- **WHAT IS REQUIRED**
Below are the records; restate all of them word for word.

Stored data entries:

□ □ □ □

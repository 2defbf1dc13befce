use crate::{client::ClientError, services::s3_storage::StorageError};
use axum::{
    Json,
    http::StatusCode,
    response::{IntoResponse, Response},
};
use serde_json::json;
use std::fmt;

/// The host's error pathway: anything a handler hands upstream ends up here
/// and is rendered as a JSON error body.
#[derive(Debug)]
pub struct AppError {
    pub status: StatusCode,
    pub message: String,
}

impl AppError {
    /// Create a new AppError with a specific status and message.
    pub fn new(status: StatusCode, msg: impl Into<String>) -> Self {
        Self {
            status,
            message: msg.into(),
        }
    }

    /// Shortcut for a 500 Internal Server Error
    pub fn internal(msg: impl Into<String>) -> Self {
        Self::new(StatusCode::INTERNAL_SERVER_ERROR, msg)
    }

    /// Shortcut for 404 Not Found
    pub fn not_found(msg: impl Into<String>) -> Self {
        Self::new(StatusCode::NOT_FOUND, msg)
    }
}

impl fmt::Display for AppError {
    fn fmt(&self, f: &mut fmt::Formatter<'_>) -> fmt::Result {
        write!(f, "{}", self.message)
    }
}

impl std::error::Error for AppError {}

impl IntoResponse for AppError {
    fn into_response(self) -> Response {
        let body = Json(json!({
            "error": self.message,
            "status": self.status.as_u16()
        }));

        (self.status, body).into_response()
    }
}

impl From<ClientError> for AppError {
    fn from(err: ClientError) -> Self {
        if err.is_not_found() {
            AppError::not_found(err.message)
        } else {
            AppError::internal(err.message)
        }
    }
}

impl From<StorageError> for AppError {
    fn from(err: StorageError) -> Self {
        match err {
            StorageError::NotFound(_) => AppError::not_found(err.to_string()),
            StorageError::Client(inner) => inner.into(),
            other => AppError::internal(other.to_string()),
        }
    }
}
//! HTTP handlers: the serve path for stored files and the host's probes.

pub mod health_handlers;
pub mod serve_handlers;
//! Object key resolution.
//!
//! Keys use `/` separators and never start with `/`. URLs handed back to the
//! host are the key with a single leading `/`.

/// Replace backslash separators with forward slashes.
pub fn normalize_separators(path: &str) -> String {
    path.replace('\\', "/")
}

/// Turn a path (possibly with backslashes or a leading slash) into a key.
pub fn object_key(path: &str) -> String {
    normalize_separators(path).trim_start_matches('/').to_string()
}

/// Join a prefix and a path with exactly one `/` between them.
///
/// An empty prefix yields just the normalized path.
pub fn join(prefix: &str, path: &str) -> String {
    let prefix = normalize_separators(prefix);
    let prefix = prefix.trim_matches('/');
    let path = object_key(path);

    match (prefix.is_empty(), path.is_empty()) {
        (true, _) => path,
        (false, true) => prefix.to_string(),
        (false, false) => format!("{}/{}", prefix, path),
    }
}

/// Key for a (file name, optional directory) pair, as used by `exists` and
/// `delete`.
pub fn dir_key(file_name: &str, target_dir: Option<&str>) -> String {
    match target_dir.filter(|dir| !dir.is_empty()) {
        Some(dir) => join(dir, file_name),
        None => object_key(file_name),
    }
}

/// URL path under which a stored key is served.
pub fn url_for(key: &str) -> String {
    format!("/{}", key)
}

□ □ □ □

- **OUTPUT FOR THIS TASK**
repository 2defbf1dc13befce
use crate::{client::ClientError, services::s3_storage::StorageError};
use axum::{
    Json,
    http::StatusCode,
    response::{IntoResponse, Response},
};
use serde_json::json;
use std::fmt;

/// The host's error pathway: anything a handler hands upstream ends up here
/// and is rendered as a JSON error body.
#[derive(Debug)]
pub struct AppError {
    pub status: StatusCode,
    pub message: String,
}

impl AppError {
    /// Create a new AppError with a specific status and message.
    pub fn new(status: StatusCode, msg: impl Into<String>) -> Self {
        Self {
            status,
            message: msg.into(),
        }
    }

    /// Shortcut for a 500 Internal Server Error
    pub fn internal(msg: impl Into<String>) -> Self {
        Self::new(StatusCode::INTERNAL_SERVER_ERROR, msg)
    }

    /// Shortcut for 404 Not Found
    pub fn not_found(msg: impl Into<String>) -> Self {
        Self::new(StatusCode::NOT_FOUND, msg)
    }
}

impl fmt::Display for AppError {
    fn fmt(&self, f: &mut fmt::Formatter<'_>) -> fmt::Result {
        write!(f, "{}", self.message)
    }
}

impl std::error::Error for AppError {}

impl IntoResponse for AppError {
    fn into_response(self) -> Response {
        let body = Json(json!({
            "error": self.message,
            "status": self.status.as_u16()
        }));

        (self.status, body).into_response()
    }
}

impl From<ClientError> for AppError {
    fn from(err: ClientError) -> Self {
        if err.is_not_found() {
            AppError::not_found(err.message)
        } else {
            AppError::internal(err.message)
        }
    }
}

impl From<StorageError> for AppError {
    fn from(err: StorageError) -> Self {
        match err {
            StorageError::NotFound(_) => AppError::not_found(err.to_string()),
            StorageError::Client(inner) => inner.into(),
            other => AppError::internal(other.to_string()),
        }
    }
}
//! HTTP handlers: the serve path for stored files and the host's probes.

pub mod health_handlers;
pub mod serve_handlers;
//! Object key resolution.
//!
//! Keys use `/` separators and never start with `/`. URLs handed back to the
//! host are the key with a single leading `/`.

/// Replace backslash separators with forward slashes.
pub fn normalize_separators(path: &str) -> String {
    path.replace('\\', "/")
}

/// Turn a path (possibly with backslashes or a leading slash) into a key.
pub fn object_key(path: &str) -> String {
    normalize_separators(path).trim_start_matches('/').to_string()
}

/// Join a prefix and a path with exactly one `/` between them.
///
/// An empty prefix yields just the normalized path.
pub fn join(prefix: &str, path: &str) -> String {
    let prefix = normalize_separators(prefix);
    let prefix = prefix.trim_matches('/');
    let path = object_key(path);

    match (prefix.is_empty(), path.is_empty()) {
        (true, _) => path,
        (false, true) => prefix.to_string(),
        (false, false) => format!("{}/{}", prefix, path),
    }
}

/// Key for a (file name, optional directory) pair, as used by `exists` and
/// `delete`.
pub fn dir_key(file_name: &str, target_dir: Option<&str>) -> String {
    match target_dir.filter(|dir| !dir.is_empty()) {
        Some(dir) => join(dir, file_name),
        None => object_key(file_name),
    }
}

/// URL path under which a stored key is served.
pub fn url_for(key: &str) -> String {
    format!("/{}", key)
}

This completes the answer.